World Professional Basketball Tournament

Tournament information
- Location: Chicago, Illinois
- Dates: 20 March–24 March
- Venue: Chicago Stadium
- Teams: 14

Final positions
- Champions: Fort Wayne Zollner Pistons
- 1st runner-up: Brooklyn Eagles
- 2nd runner-up: Harlem Globetrotters
- MVP: Bobby McDermott

= 1944 World Professional Basketball Tournament =

The 1944 World Professional Basketball Tournament was the sixth edition of the World Professional Basketball Tournament. It was held in Chicago, Illinois, during the days of 20–24 March 1944 and featured 14 teams, with the teams mostly independently run teams alongside the teams that were from the National Basketball League at the time and also the former American Basketball League's Brooklyn Eagles, which was composed of star players from the ABL. Entering the tournament, the NBL's Fort Wayne Zollner Pistons (who had likely already won that league's championship earlier on) were slated to win the entire event, despite them competing against the New York Renaissance, who were competing as themselves after their players participated in last year's event as the Washington Bears, in the semifinal event. The Globetrotters advanced past the Oshkosh All-Stars in the quarterfinals in a contest officially recorded as a 41–31 Harlem victory, though the Fort Wayne News-Sentinel reported the game was in fact declared a 2–0 forfeit in Harlem’s favor after a series of fights within the final six minutes escalated to the point that police became involved, prompting Oshkosh head coach Lon Darling to withdraw his team. The Zollner Pistons would end up stunning the Renaissance with a close 42–38 victory in Fort Wayne's favor, while the ABL's Brooklyn squad ended up upsetting the Harlem Globetrotters in their semifinal match with a 63–41 blowout victory due to their fast-paced action.
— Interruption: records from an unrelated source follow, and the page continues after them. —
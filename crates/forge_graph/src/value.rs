//! Attribute values and their dependency scanning.
//!
//! A [`Value`] is a tagged union covering everything the emitted template
//! format can express: literals, nested lists/maps, references to other nodes
//! in the same template, intrinsic string operations and declared cross-stack
//! references. Edges in the resource graph are never stored; they are derived
//! by recursively scanning a node's values for reference variants.

use indexmap::IndexMap;

use crate::id::LogicalId;

/// A literal scalar.
#[derive(Debug, Clone, PartialEq)]
pub enum Scalar {
    String(String),
    Int(i64),
    Bool(bool),
}

/// An attribute value. References may nest arbitrarily inside joins, lists
/// and maps; they all count identically for dependency purposes.
#[derive(Debug, Clone, PartialEq)]
pub enum Value {
    Literal(Scalar),
    List(Vec<Value>),
    Map(IndexMap<String, Value>),
    /// Reference to another node in the same template.
    Ref(LogicalId),
    /// Attribute of another resource in the same template.
    GetAtt {
        target: LogicalId,
        attribute: String,
    },
    Join {
        separator: String,
        parts: Vec<Value>,
    },
    Split {
        separator: String,
        source: Box<Value>,
    },
    Base64(Box<Value>),
    /// Two-level mapping lookup (`Fn::FindInMap`). Keys may themselves be
    /// references.
    Lookup {
        map: String,
        keys: Vec<Value>,
    },
    /// Declared cross-stack reference: the value of an exported output of a
    /// nested stack. `stack` names the nested-stack resource in the current
    /// template; `export` names the export the child template must provide.
    NestedRef {
        stack: LogicalId,
        export: String,
    },
}

impl Value {
    pub fn string(s: impl Into<String>) -> Self {
        Value::Literal(Scalar::String(s.into()))
    }

    pub fn int(i: i64) -> Self {
        Value::Literal(Scalar::Int(i))
    }

    pub fn bool(b: bool) -> Self {
        Value::Literal(Scalar::Bool(b))
    }

    pub fn join(separator: impl Into<String>, parts: Vec<Value>) -> Self {
        Value::Join {
            separator: separator.into(),
            parts,
        }
    }

    pub fn split(separator: impl Into<String>, source: Value) -> Self {
        Value::Split {
            separator: separator.into(),
            source: Box::new(source),
        }
    }

    pub fn get_att(target: LogicalId, attribute: impl Into<String>) -> Self {
        Value::GetAtt {
            target,
            attribute: attribute.into(),
        }
    }

    /// Collect every same-template node this value references, in scan order.
    pub fn references(&self) -> Vec<&LogicalId> {
        let mut out = Vec::new();
        self.collect_references(&mut out);
        out
    }

    /// Collect every declared cross-stack reference as `(stack, export)`
    /// pairs, in scan order.
    pub fn nested_references(&self) -> Vec<(&LogicalId, &str)> {
        let mut out = Vec::new();
        self.collect_nested_references(&mut out);
        out
    }

    fn collect_nested_references<'a>(&'a self, out: &mut Vec<(&'a LogicalId, &'a str)>) {
        match self {
            Value::Literal(_) | Value::Ref(_) | Value::GetAtt { .. } => {}
            Value::List(items) => {
                for item in items {
                    item.collect_nested_references(out);
                }
            }
            Value::Map(entries) => {
                for value in entries.values() {
                    value.collect_nested_references(out);
                }
            }
            Value::Join { parts, .. } => {
                for part in parts {
                    part.collect_nested_references(out);
                }
            }
            Value::Split { source, .. } => source.collect_nested_references(out),
            Value::Base64(inner) => inner.collect_nested_references(out),
            Value::Lookup { keys, .. } => {
                for key in keys {
                    key.collect_nested_references(out);
                }
            }
            Value::NestedRef { stack, export } => out.push((stack, export.as_str())),
        }
    }

    fn collect_references<'a>(&'a self, out: &mut Vec<&'a LogicalId>) {
        match self {
            Value::Literal(_) => {}
            Value::List(items) => {
                for item in items {
                    item.collect_references(out);
                }
            }
            Value::Map(entries) => {
                for value in entries.values() {
                    value.collect_references(out);
                }
            }
            Value::Ref(id) => out.push(id),
            Value::GetAtt { target, .. } => out.push(target),
            Value::Join { parts, .. } => {
                for part in parts {
                    part.collect_references(out);
                }
            }
            Value::Split { source, .. } => source.collect_references(out),
            Value::Base64(inner) => inner.collect_references(out),
            Value::Lookup { keys, .. } => {
                for key in keys {
                    key.collect_references(out);
                }
            }
            // The nested-stack resource itself is a same-template dependency;
            // the export is validated against the child template separately.
            Value::NestedRef { stack, .. } => out.push(stack),
        }
    }
}

impl From<&str> for Value {
    fn from(s: &str) -> Self {
        Value::string(s)
    }
}

impl From<String> for Value {
    fn from(s: String) -> Self {
        Value::string(s)
    }
}

impl From<i64> for Value {
    fn from(i: i64) -> Self {
        Value::int(i)
    }
}

impl From<bool> for Value {
    fn from(b: bool) -> Self {
        Value::bool(b)
    }
}

impl From<LogicalId> for Value {
    fn from(id: LogicalId) -> Self {
        Value::Ref(id)
    }
}

#[cfg(test)]
mod tests {
    use super::*;

    fn id(s: &str) -> LogicalId {
        LogicalId::new(s).unwrap()
    }

    #[test]
    fn test_literal_has_no_references() {
        assert!(Value::string("10.10.0.0/24").references().is_empty());
    }

    #[test]
    fn test_ref_inside_join_counts() {
        let value = Value::join(",", vec![Value::Ref(id("subA")), Value::Ref(id("subB"))]);
        let refs = value.references();
        assert_eq!(refs.len(), 2);
        assert_eq!(refs[0].as_str(), "subA");
        assert_eq!(refs[1].as_str(), "subB");
    }

    #[test]
    fn test_deeply_nested_references() {
        let mut tags = IndexMap::new();
        tags.insert(
            "Name".to_string(),
            Value::join("-", vec![Value::Ref(id("stackName")), Value::string("vpc")]),
        );
        let value = Value::Base64(Box::new(Value::List(vec![Value::Map(tags)])));
        let refs = value.references();
        assert_eq!(refs.len(), 1);
        assert_eq!(refs[0].as_str(), "stackName");
    }

    #[test]
    fn test_nested_ref_depends_on_stack_resource() {
        let value = Value::NestedRef {
            stack: id("vpcnetworkgeneral"),
            export: "Stackvpcid".to_string(),
        };
        let refs = value.references();
        assert_eq!(refs.len(), 1);
        assert_eq!(refs[0].as_str(), "vpcnetworkgeneral");
    }
}
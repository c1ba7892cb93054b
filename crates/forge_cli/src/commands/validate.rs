//! Validate command - Load a configuration and resolve every template.

use std::path::PathBuf;

use anyhow::Result;
use clap::Args;
use tracing::info;

use super::generate::load_config;

#[derive(Args)]
pub struct ValidateArgs {
    /// Path to the deployment configuration (YAML)
    #[arg(short, long)]
    pub config: PathBuf,
}

pub fn execute(args: ValidateArgs) -> Result<()> {
    info!("Validating configuration: {}", args.config.display());

    println!("📋 Validating configuration...");
    let cfg = load_config(&args.config)?;
    println!("   ✅ Configuration valid ({} roles)", cfg.roles().count());

    println!("🔗 Resolving templates...");
    forge_stacks::resolve_all(&cfg)?;
    println!("   ✅ All templates resolve");

    println!();
    println!("✅ All validations passed!");
    Ok(())
}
Ultimately, the championship match was won by the Fort Wayne Zollner Pistons for the first time in the franchise's history alongside the NBL championship, who defeated the ABL's based Brooklyn Eagles 50–33 in the championship game in what ultimately became the best performance for an ABL team in a WPBT event. The Harlem Globetrotters came in third after beating the New York Renaissance 37–29 in the third-place game. Bobby McDermott of Fort Wayne was named the tournament's Most Valuable Player.

==Individual awards==
- Bob Tough of the independently ran Brooklyn Eagles led this tournament in scoring with 71 points scored in four games played.

===All-Tournament First Team===
- F - Sonny Wood, New York Renaissance
- F - Mel Riebe, Cleveland Chase Brassmen
- C - Blackie Towery, Fort Wayne Zollner Pistons
- G - Mickey Rottner, Brooklyn Eagles
- G - Bobby McDermott, Fort Wayne Zollner Pistons (MVP)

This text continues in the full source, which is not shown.